At WesBanco’s meeting, around 85% of the votes cast supported the merger and the issuance of the company’s new common stock. Meanwhile, nearly 68% of Premier Financial’s outstanding shares were voted in favour of adopting the merger agreement.
Announced in July this year, the merger is on track for completion during Q1 2025, pending the fulfilment of customary conditions, including required regulatory approvals.
Under the terms of the definitive merger agreement, shareholders of Premier Financial will receive 0.8 shares of WesBanco common stock for each share of Premier Financial common stock.
Once finalised, the merger will create a regional financial powerhouse with approximately $27bn in total assets.
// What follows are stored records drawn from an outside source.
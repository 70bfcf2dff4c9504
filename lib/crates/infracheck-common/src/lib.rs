//! Value types shared between the infracheck engine and its adapters.
//!
//! Variables flowing into the provisioning tool and outputs flowing back out
//! are both modelled as tagged values so assertion code cannot silently
//! compare a map against a string.

pub mod outputs;
pub mod vars;

pub use outputs::{OutputError, OutputSet, OutputValue};
pub use vars::VarValue;
//! Terminal output: styling, quiet handling, and the renderers built on it.
//!
//! Progress and results go to stdout and are silenced by `--quiet`. Errors
//! and the leaked-resource alarm go to stderr and are never silenced.

pub mod human;
pub mod json;
pub mod reporter;
pub mod styles;

use console::Term;
use owo_colors::OwoColorize as _;
pub use styles::Styles;

/// Styling and verbosity shared by everything that prints.
pub struct OutputContext {
    pub styles: Styles,
    /// Suppress everything except errors and alarms.
    pub quiet: bool,
}

impl OutputContext {
    /// Colours are used only on a terminal, and never with `--no-color` or
    /// `NO_COLOR` set.
    #[must_use]
    pub fn new(no_color: bool, quiet: bool) -> Self {
        let use_colors =
            !no_color && Term::stdout().is_term() && std::env::var_os("NO_COLOR").is_none();

        let styles = if use_colors {
            Styles::colored()
        } else {
            Styles::default()
        };
        Self { styles, quiet }
    }

    /// Blank separator line on stdout.
    pub fn blank(&self) {
        if !self.quiet {
            println!();
        }
    }

    /// `→ msg`, a step that has started.
    pub fn step(&self, msg: &str) {
        self.line("→".style(self.styles.running), msg);
    }

    /// `✓ msg`
    pub fn success(&self, msg: &str) {
        self.line("✓".style(self.styles.passed), msg);
    }

    /// `⚠ msg`
    pub fn warn(&self, msg: &str) {
        self.line("⚠".style(self.styles.caution), msg);
    }

    /// `ℹ msg`
    pub fn info(&self, msg: &str) {
        self.line("ℹ".style(self.styles.note), msg);
    }

    /// `✗ msg` on stderr, even when quiet.
    pub fn error(&self, msg: &str) {
        eprintln!("  {} {msg}", "✗".style(self.styles.failed));
    }

    /// Alarm heading on stderr, preceded by a blank line, even when quiet.
    pub fn alarm(&self, heading: &str) {
        eprintln!();
        eprintln!("  {}", heading.style(self.styles.leak));
    }

    pub fn header(&self, msg: &str) {
        if !self.quiet {
            println!("  {}", msg.style(self.styles.section));
        }
    }

    /// Key-value pair with the key dimmed.
    pub fn kv(&self, key: &str, value: &str) {
        if !self.quiet {
            println!("  {}  {value}", key.style(self.styles.label));
        }
    }

    fn line(&self, marker: impl std::fmt::Display, msg: &str) {
        if !self.quiet {
            println!("  {marker} {msg}");
        }
    }
}
//! `infracheck validate <SUITE>`: parse and check a suite without running it.

use std::path::PathBuf;

use anyhow::Result;
use clap::Args;

use crate::app::AppContext;
use crate::domain::report::EXIT_PASSED;
use crate::infra::suite::load_suite;
use crate::output::human::HumanRenderer;
use crate::output::json::format_suite;

/// Arguments for the validate command.
#[derive(Args)]
pub struct ValidateArgs {
    /// Suite file (YAML)
    pub suite: PathBuf,
}

/// Entry point for `infracheck validate`.
///
/// # Errors
///
/// Returns an error if the suite cannot be read, parsed or validated.
pub fn run(app: &AppContext, args: &ValidateArgs) -> Result<u8> {
    let scenarios = load_suite(&args.suite)?;
    if app.is_json() {
        println!("{}", format_suite(&scenarios)?);
    } else {
        HumanRenderer::new(&app.output).render_suite(&args.suite, &scenarios);
    }
    Ok(EXIT_PASSED)
}
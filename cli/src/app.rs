//! Application context: unified state passed to every command handler.
//!
//! Constructed once in `Cli::run()` from the global flags. Adapters that
//! depend on the resolved configuration are built from here so commands do
//! not repeat the wiring.

use std::path::PathBuf;

use anyhow::Result;

use crate::domain::EngineConfig;
use crate::infra::aws::AwsElbProbe;
use crate::infra::command_runner::TokioCommandRunner;
use crate::infra::config::YamlConfigStore;
use crate::infra::terraform::TerraformCli;
use crate::output::OutputContext;

/// Output rendering mode.
#[derive(Debug, Clone, Copy, PartialEq, Eq)]
pub enum OutputMode {
    /// Human-readable terminal output (default).
    Human,
    /// Machine-readable JSON output.
    Json,
}

/// Flags passed from the top-level CLI to `AppContext::new`.
pub struct AppFlags {
    /// Disable ANSI color output.
    pub no_color: bool,
    /// Suppress non-error output.
    pub quiet: bool,
    /// Enable JSON output mode.
    pub json: bool,
    /// Explicit config file from `--config`.
    pub config: Option<PathBuf>,
}

/// Unified application context passed to every command handler.
pub struct AppContext {
    /// Terminal output context (colors, quiet mode).
    pub output: OutputContext,
    /// Output rendering mode (human vs JSON).
    pub mode: OutputMode,
    config_store: YamlConfigStore,
}

impl AppContext {
    /// Construct an `AppContext` from top-level CLI flags.
    #[must_use]
    pub fn new(flags: AppFlags) -> Self {
        let mode = if flags.json {
            OutputMode::Json
        } else {
            OutputMode::Human
        };
        Self {
            // JSON mode keeps stdout for the document alone.
            output: OutputContext::new(flags.no_color, flags.quiet || flags.json),
            mode,
            config_store: YamlConfigStore::new(flags.config),
        }
    }

    /// Returns `true` when JSON output mode is active.
    #[must_use]
    pub fn is_json(&self) -> bool {
        self.mode == OutputMode::Json
    }

    /// Load and resolve the engine configuration.
    ///
    /// # Errors
    ///
    /// Returns an error if the config file cannot be read or holds invalid
    /// values.
    pub fn load_config(&self) -> Result<EngineConfig> {
        let file = self.config_store.load()?;
        Ok(file.resolve(|key| std::env::var(key).ok())?)
    }

    /// The provisioning tool adapter for `config`.
    #[must_use]
    pub fn terraform(&self, config: &EngineConfig) -> TerraformCli<TokioCommandRunner> {
        let runner = TokioCommandRunner::new(config.command_timeout)
            .with_grace(config.interrupt_grace)
            .with_env("TF_IN_AUTOMATION", "1");
        TerraformCli::new(runner, config.tool.clone())
    }

    /// The readiness probe adapter for `config`.
    #[must_use]
    pub fn probe(&self, config: &EngineConfig) -> AwsElbProbe<TokioCommandRunner> {
        let runner = TokioCommandRunner::new(config.command_timeout)
            .with_env("AWS_PAGER", "")
            .with_env("AWS_REGION", config.region.clone());
        AwsElbProbe::new(runner, config.probe_tool.clone())
    }
}
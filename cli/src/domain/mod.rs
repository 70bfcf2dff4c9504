//! Domain layer: pure business logic, types, and validation.
//!
//! This module has zero imports from `crate::infra`, `crate::commands`,
//! `crate::application`, `tokio`, `std::fs`, `std::process`, or `std::net`.
//! All functions are synchronous and take data in, returning data out.

pub mod assertion;
pub mod config;
pub mod error;
pub mod options;
pub mod report;
pub mod retry;
pub mod scenario;
pub mod workspace;

pub use assertion::{Assertion, evaluate_all};
pub use config::{ConfigFile, EngineConfig};
pub use error::{ConfigError, PollError, SuiteError, WorkspaceError};
pub use options::{ProvisioningOptions, ToolFlags};
pub use report::{AssertionOutcome, FailureKind, Stage, StageOutcome, SuiteReport, TestResult};
pub use retry::{
    AttemptOutcome, AttemptRecord, Classification, RetryClassifier, RetryPolicy,
    RetryablePattern, ToolFailure,
};
pub use scenario::{Backoff, PollConfig, Scenario, select_scenarios, validate_suite};
pub use workspace::{WorkspaceRecord, generate_workspace_id, validate_workspace_id};
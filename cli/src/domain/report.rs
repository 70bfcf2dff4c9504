//! Scenario and suite results.
//!
//! This module is intentionally free of I/O, async, and external layer imports.

use std::fmt;
use std::path::PathBuf;
use std::time::Duration;

use chrono::{DateTime, Utc};
use serde::{Serialize, Serializer};

/// Exit code when every scenario passed.
pub const EXIT_PASSED: u8 = 0;
/// Exit code when at least one scenario failed but everything was destroyed.
pub const EXIT_FAILED: u8 = 1;
/// Exit code when the suite could not run at all (bad config, bad suite file).
pub const EXIT_ERROR: u8 = 2;
/// Exit code when at least one destroy failed and resources may be leaked.
pub const EXIT_LEAKED: u8 = 3;

/// Lifecycle stage of a scenario.
#[derive(Debug, Clone, Copy, PartialEq, Eq, Serialize)]
#[serde(rename_all = "snake_case")]
pub enum Stage {
    Apply,
    Poll,
    Assert,
    Destroy,
}

impl fmt::Display for Stage {
    fn fmt(&self, f: &mut fmt::Formatter<'_>) -> fmt::Result {
        f.write_str(match self {
            Self::Apply => "apply",
            Self::Poll => "poll",
            Self::Assert => "assert",
            Self::Destroy => "destroy",
        })
    }
}

/// Why a stage failed.
#[derive(Debug, Clone, Copy, PartialEq, Eq, Serialize)]
#[serde(rename_all = "snake_case")]
pub enum FailureKind {
    /// Retryable failures until the attempt cap was reached.
    TransientExhausted,
    /// A failure no retry would fix.
    Permanent,
    /// The workspace could not be prepared.
    Workspace,
    /// The output naming the resource to poll was missing.
    MissingOutput,
    /// The resource never reported ready.
    ReadinessTimeout,
    /// The scenario deadline elapsed.
    Deadline,
    /// The suite was cancelled.
    Cancelled,
    /// A collaborator panicked.
    Panicked,
    /// Destroy failed; resources may be leaked.
    Cleanup,
}

/// Outcome of one stage.
#[derive(Debug, Clone, PartialEq, Eq, Serialize)]
#[serde(tag = "status", rename_all = "snake_case")]
pub enum StageOutcome {
    Passed {
        attempts: u32,
    },
    Failed {
        kind: FailureKind,
        message: String,
        attempts: u32,
    },
    Skipped,
    NotConfigured,
}

impl StageOutcome {
    #[must_use]
    pub fn failed(kind: FailureKind, message: impl Into<String>, attempts: u32) -> Self {
        Self::Failed {
            kind,
            message: message.into(),
            attempts,
        }
    }

    #[must_use]
    pub fn is_passed(&self) -> bool {
        matches!(self, Self::Passed { .. })
    }

    #[must_use]
    pub fn is_failed(&self) -> bool {
        matches!(self, Self::Failed { .. })
    }
}

/// Outcome of one assertion.
#[derive(Debug, Clone, PartialEq, Eq, Serialize)]
pub struct AssertionOutcome {
    pub description: String,
    pub passed: bool,
    #[serde(skip_serializing_if = "Option::is_none")]
    pub message: Option<String>,
}

impl AssertionOutcome {
    #[must_use]
    pub fn pass(description: impl Into<String>) -> Self {
        Self {
            description: description.into(),
            passed: true,
            message: None,
        }
    }

    #[must_use]
    pub fn fail(description: impl Into<String>, message: impl Into<String>) -> Self {
        Self {
            description: description.into(),
            passed: false,
            message: Some(message.into()),
        }
    }
}

/// Result of one scenario run.
#[derive(Debug, Clone, Serialize)]
pub struct TestResult {
    pub scenario: String,
    #[serde(skip_serializing_if = "Option::is_none")]
    pub workspace_id: Option<String>,
    pub apply: StageOutcome,
    pub poll: StageOutcome,
    pub assertions: Vec<AssertionOutcome>,
    pub destroy: StageOutcome,
    /// Workspace kept on disk because destroy failed.
    #[serde(skip_serializing_if = "Option::is_none")]
    pub retained_workspace: Option<PathBuf>,
    pub started_at: DateTime<Utc>,
    #[serde(rename = "duration_ms", serialize_with = "serialize_millis")]
    pub duration: Duration,
}

impl TestResult {
    /// Apply, poll (when configured), every assertion and destroy all passed.
    #[must_use]
    pub fn passed(&self) -> bool {
        self.apply.is_passed()
            && (self.poll.is_passed() || self.poll == StageOutcome::NotConfigured)
            && self.assertions.iter().all(|a| a.passed)
            && self.destroy.is_passed()
    }

    /// Stages that failed, in lifecycle order.
    #[must_use]
    pub fn failed_stages(&self) -> Vec<Stage> {
        let mut stages = Vec::new();
        if self.apply.is_failed() {
            stages.push(Stage::Apply);
        }
        if self.poll.is_failed() {
            stages.push(Stage::Poll);
        }
        if self.assertions.iter().any(|a| !a.passed) {
            stages.push(Stage::Assert);
        }
        if self.destroy.is_failed() {
            stages.push(Stage::Destroy);
        }
        stages
    }

    /// Destroy failed, so provisioned resources may still exist.
    #[must_use]
    pub fn leaked(&self) -> bool {
        self.destroy.is_failed()
    }
}

/// Results of a whole suite run.
#[derive(Debug, Clone, Serialize)]
pub struct SuiteReport {
    pub results: Vec<TestResult>,
    pub started_at: DateTime<Utc>,
    #[serde(rename = "duration_ms", serialize_with = "serialize_millis")]
    pub duration: Duration,
}

impl SuiteReport {
    #[must_use]
    pub fn passed(&self) -> bool {
        self.results.iter().all(TestResult::passed)
    }

    #[must_use]
    pub fn failed_count(&self) -> usize {
        self.results.iter().filter(|r| !r.passed()).count()
    }

    /// Scenarios whose destroy failed.
    pub fn cleanup_failures(&self) -> impl Iterator<Item = &TestResult> {
        self.results.iter().filter(|r| r.leaked())
    }

    /// Process exit code: leaks outrank ordinary failures.
    #[must_use]
    pub fn exit_code(&self) -> u8 {
        if self.cleanup_failures().next().is_some() {
            EXIT_LEAKED
        } else if self.passed() {
            EXIT_PASSED
        } else {
            EXIT_FAILED
        }
    }
}

#[allow(clippy::trivially_copy_pass_by_ref)] // serde's serialize_with signature
fn serialize_millis<S: Serializer>(d: &Duration, s: S) -> Result<S::Ok, S::Error> {
    s.serialize_u64(u64::try_from(d.as_millis()).unwrap_or(u64::MAX))
}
The combined entity will benefit from enhanced economies of scale and strong profitability metrics, positioning it as the eighth-largest bank in Ohio based on deposit market share.
Additionally, the merger will bolster its presence in Indiana and expand operations across nine states.
Upon completing the transaction, WesBanco expects to operate over 250 financial centres and loan production offices across nine US states, significantly enhancing its footprint with the addition of 73 new financial centres.
In line with the merger, WesBanco has also executed subscription agreements with investors to raise capital. This effort is led by a $125m investment from Wellington Management.
Other investors include Glendon Capital Management and Klaros Capital. In total, $200m of WesBanco common stock will be issued.
Following the closing of the deal, Premier Financial shareholders will own around 30% of the newly combined company, while WesBanco shareholders will hold 62%. The remaining 8% represents the shares issued in the capital raise.